Low levels of benzene from sources including cigarette smoke and automobile emissions are ubiquitous in the environment. Since the toxicity of benzene probably results from oxidative metabolites, an understanding of the profile of biotransformation of low levels of benzene is critical in making a valid risk assessment. To that end, we have investigated metabolism of a low concentration of [14C]benzene (3.4 microM) by microsomes from human, mouse and rat liver. The extent of phase I benzene metabolism by microsomal preparations from 10 human liver samples and single microsomal preparations from both mice and rats was then related to measured activities of cytochrome P450 (CYP) 2E1. Measured CYP 2E1 activities, as determined by hydroxylation of p-nitrophenol, varied 13-fold (0.253-3.266 nmol/min/mg) for human samples.
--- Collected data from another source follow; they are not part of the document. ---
//! # Test Helper Library
//!
//! Shared fixtures for the integration tests: generated receipt images,
//! scripted recognizers and model clients, and an event-collecting observer.
//! Nothing here touches the network or needs Tesseract installed.

#![allow(dead_code)]

use std::path::{Path, PathBuf};
use std::sync::atomic::{AtomicUsize, Ordering};
use std::sync::Arc;
use std::time::Duration;

use chrono::NaiveDate;
use image::{GrayImage, Luma};
use parking_lot::Mutex;
use receipt_ingest::model_parser::{ModelClient, ModelClientError, ModelFuture};
use receipt_ingest::observer::{PipelineEvent, PipelineObserver};
use receipt_ingest::ocr::{OcrOutput, TextRecognizer};
use receipt_ingest::receipt_config::PipelineConfig;
use receipt_ingest::receipt_errors::ReceiptError;
use receipt_ingest::ReceiptPipeline;

/// Fixed processing date used by every pipeline built here
pub fn fixed_today() -> NaiveDate {
    NaiveDate::from_ymd_opt(2025, 1, 15).unwrap()
}

/// Write a small striped grayscale image; the extension picks the format
pub fn write_receipt_image(dir: &Path, name: &str, width: u32, height: u32) -> PathBuf {
    let image = GrayImage::from_fn(width, height, |x, y| {
        if (x / 4 + y / 6) % 3 == 0 {
            Luma([30])
        } else {
            Luma([220])
        }
    });
    let path = dir.join(name);
    image.save(&path).unwrap();
    path
}

/// Preprocessor outputs left in `dir`
pub fn leftover_temp_files(dir: &Path) -> Vec<PathBuf> {
    std::fs::read_dir(dir)
        .unwrap()
        .filter_map(|entry| entry.ok())
        .filter(|entry| entry.file_name().to_string_lossy().starts_with(".receipt-"))
        .map(|entry| entry.path())
        .collect()
}

/// Recognizer that returns scripted text and remembers what it was given
pub struct ScriptedRecognizer {
    result: Result<String, ReceiptError>,
    delay: Option<Duration>,
    seen: Mutex<Vec<PathBuf>>,
}

impl ScriptedRecognizer {
    pub fn text(text: &str) -> Self {
        Self {
            result: Ok(text.to_string()),
            delay: None,
            seen: Mutex::new(Vec::new()),
        }
    }

    pub fn failing(message: &str) -> Self {
        Self {
            result: Err(ReceiptError::Extraction(message.to_string())),
            delay: None,
            seen: Mutex::new(Vec::new()),
        }
    }

    pub fn with_delay(mut self, delay: Duration) -> Self {
        self.delay = Some(delay);
        self
    }

    pub fn seen_paths(&self) -> Vec<PathBuf> {
        self.seen.lock().clone()
    }

    pub fn call_count(&self) -> usize {
        self.seen.lock().len()
    }
}

impl TextRecognizer for ScriptedRecognizer {
    fn recognize(&self, image_path: &Path) -> Result<OcrOutput, ReceiptError> {
        assert!(
            image_path.exists(),
            "recognizer was handed a missing file: {}",
            image_path.display()
        );
        self.seen.lock().push(image_path.to_path_buf());
        if let Some(delay) = self.delay {
            std::thread::sleep(delay);
        }
        self.result.clone().map(|text| OcrOutput {
            text,
            confidence: 87.5,
        })
    }
}

/// Model client with a scripted reply and a call counter
pub struct ScriptedModel {
    reply: Result<String, ModelClientError>,
    delay: Option<Duration>,
    calls: AtomicUsize,
    prompts: Mutex<Vec<String>>,
}

impl ScriptedModel {
    pub fn replying(reply: &str) -> Self {
        Self {
            reply: Ok(reply.to_string()),
            delay: None,
            calls: AtomicUsize::new(0),
            prompts: Mutex::new(Vec::new()),
        }
    }

    pub fn failing(error: ModelClientError) -> Self {
        Self {
            reply: Err(error),
            delay: None,
            calls: AtomicUsize::new(0),
            prompts: Mutex::new(Vec::new()),
        }
    }

    pub fn with_delay(mut self, delay: Duration) -> Self {
        self.delay = Some(delay);
        self
    }

    pub fn call_count(&self) -> usize {
        self.calls.load(Ordering::SeqCst)
    }

    pub fn prompts(&self) -> Vec<String> {
        self.prompts.lock().clone()
    }
}

impl ModelClient for ScriptedModel {
    fn generate<'a>(&'a self, prompt: &'a str) -> ModelFuture<'a> {
        Box::pin(async move {
            self.calls.fetch_add(1, Ordering::SeqCst);
            self.prompts.lock().push(prompt.to_string());
            if let Some(delay) = self.delay {
                tokio::time::sleep(delay).await;
            }
            self.reply.clone()
        })
    }
}

/// Observer that keeps every event it receives
#[derive(Default)]
pub struct CollectingObserver {
    events: Mutex<Vec<PipelineEvent>>,
}

impl CollectingObserver {
    pub fn events(&self) -> Vec<PipelineEvent> {
        self.events.lock().clone()
    }
}

impl PipelineObserver for CollectingObserver {
    fn on_event(&self, event: &PipelineEvent) {
        self.events.lock().push(event.clone());
    }
}

/// Pipeline over the given fakes with the default configuration
pub fn build_pipeline(
    recognizer: Arc<ScriptedRecognizer>,
    model: Option<Arc<ScriptedModel>>,
) -> ReceiptPipeline {
    build_pipeline_with_config(PipelineConfig::default(), recognizer, model)
}

pub fn build_pipeline_with_config(
    config: PipelineConfig,
    recognizer: Arc<ScriptedRecognizer>,
    model: Option<Arc<ScriptedModel>>,
) -> ReceiptPipeline {
    let model = model.map(|client| client as Arc<dyn ModelClient>);
    ReceiptPipeline::new(config, recognizer, model).with_today(fixed_today())
}
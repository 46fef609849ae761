//! Backup domain models.
//!
//! A backup snapshots a set of tables into TTL-bounded copies. The
//! recognised `config` keys are listed as constants below.

use std::collections::BTreeMap;

use chrono::{DateTime, Utc};
use serde::{Deserialize, Serialize};
use uuid::Uuid;

use crate::error::{OptimusError, OptimusResult};
use crate::models::resource::Store;
use crate::models::tenant::Tenant;

pub const ENTITY_BACKUP: &str = "backup";

/// Destination dataset name.
pub const CONFIG_DATASET: &str = "dataset";
/// Destination table name prefix.
pub const CONFIG_PREFIX: &str = "prefix";
/// Lifetime of the destination copy.
pub const CONFIG_TTL: &str = "ttl";

pub const DEFAULT_DATASET: &str = "optimus_backup";
pub const DEFAULT_PREFIX: &str = "backup";
pub const DEFAULT_TTL: &str = "720h";

#[derive(Debug, Clone, PartialEq)]
pub struct Backup {
    id: Option<Uuid>,
    store: Store,
    tenant: Tenant,
    resource_names: Vec<String>,
    description: String,
    created_at: DateTime<Utc>,
    config: BTreeMap<String, String>,
}

impl Backup {
    pub fn new(
        store: Store,
        tenant: Tenant,
        resource_names: Vec<String>,
        description: impl Into<String>,
        created_at: DateTime<Utc>,
        config: BTreeMap<String, String>,
    ) -> OptimusResult<Self> {
        if resource_names.is_empty() {
            return Err(OptimusError::invalid_argument(
                ENTITY_BACKUP,
                "list of resources to backup is empty",
            ));
        }
        if resource_names.iter().any(|n| n.trim().is_empty()) {
            return Err(OptimusError::invalid_argument(
                ENTITY_BACKUP,
                "one of resource names is empty",
            ));
        }

        Ok(Self {
            id: None,
            store,
            tenant,
            resource_names,
            description: description.into(),
            created_at,
            config,
        })
    }

    pub fn id(&self) -> Option<Uuid> {
        self.id
    }

    /// Sets the identifier handed out by the repository. The id never
    /// changes afterwards.
    pub fn update_id(&mut self, id: Uuid) -> OptimusResult<()> {
        if self.id.is_some() {
            return Err(OptimusError::invalid_argument(
                ENTITY_BACKUP,
                "trying to replace valid id",
            ));
        }
        self.id = Some(id);
        Ok(())
    }

    pub fn store(&self) -> Store {
        self.store
    }

    pub fn tenant(&self) -> &Tenant {
        &self.tenant
    }

    pub fn resource_names(&self) -> &[String] {
        &self.resource_names
    }

    pub fn description(&self) -> &str {
        &self.description
    }

    pub fn created_at(&self) -> DateTime<Utc> {
        self.created_at
    }

    pub fn config(&self) -> &BTreeMap<String, String> {
        &self.config
    }

    /// Config value for `key`, falling back to `default` when absent or blank.
    pub fn config_or<'a>(&'a self, key: &str, default: &'a str) -> &'a str {
        match self.config.get(key) {
            Some(value) if !value.trim().is_empty() => value.as_str(),
            _ => default,
        }
    }
}

#[derive(Debug, Clone, PartialEq, Eq, Serialize, Deserialize)]
pub struct IgnoredResource {
    pub name: String,
    pub reason: String,
}

#[derive(Debug, Clone, Default, PartialEq, Eq, Serialize, Deserialize)]
pub struct BackupResult {
    /// Destination names of the copies produced.
    pub resource_names: Vec<String>,
    pub ignored_resources: Vec<IgnoredResource>,
}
The fraction of benzene metabolized in 16 min ranged from 10% to 59%. Also at 16 min, significant amounts of oxidative metabolites were formed. Phenol was the main metabolite formed by all but two human microsomal preparations. In those samples, both of which had high CYP 2E1 activity, hydroquinone was the major metabolite formed. Both hydroquinone and catechol formation showed a direct correlation with CYP 2E1 activity over the range of activities present. A simulation model was developed based on a mechanism of competitive inhibition between benzene and its oxidized metabolites, and was fit to time-course data for three human liver preparations. Model calculations for initial rates of benzene metabolism ranging from 0.344 to 4.442 nmol/mg/min are directly proportional to measured CYP 2E1 activities. The model predicted the dependence of benzene metabolism on the measured CYP 2E1 activity in human liver samples, as well as in mouse and rat liver samples. These results suggest that differences in measured hepatic CYP 2E1 activity may be a major factor contributing to both interindividual and interspecies variations in hepatic metabolism of benzene. Validation of this system in vivo should lead to more accurate assessment of the risk of benzene's toxicity following low-level exposure.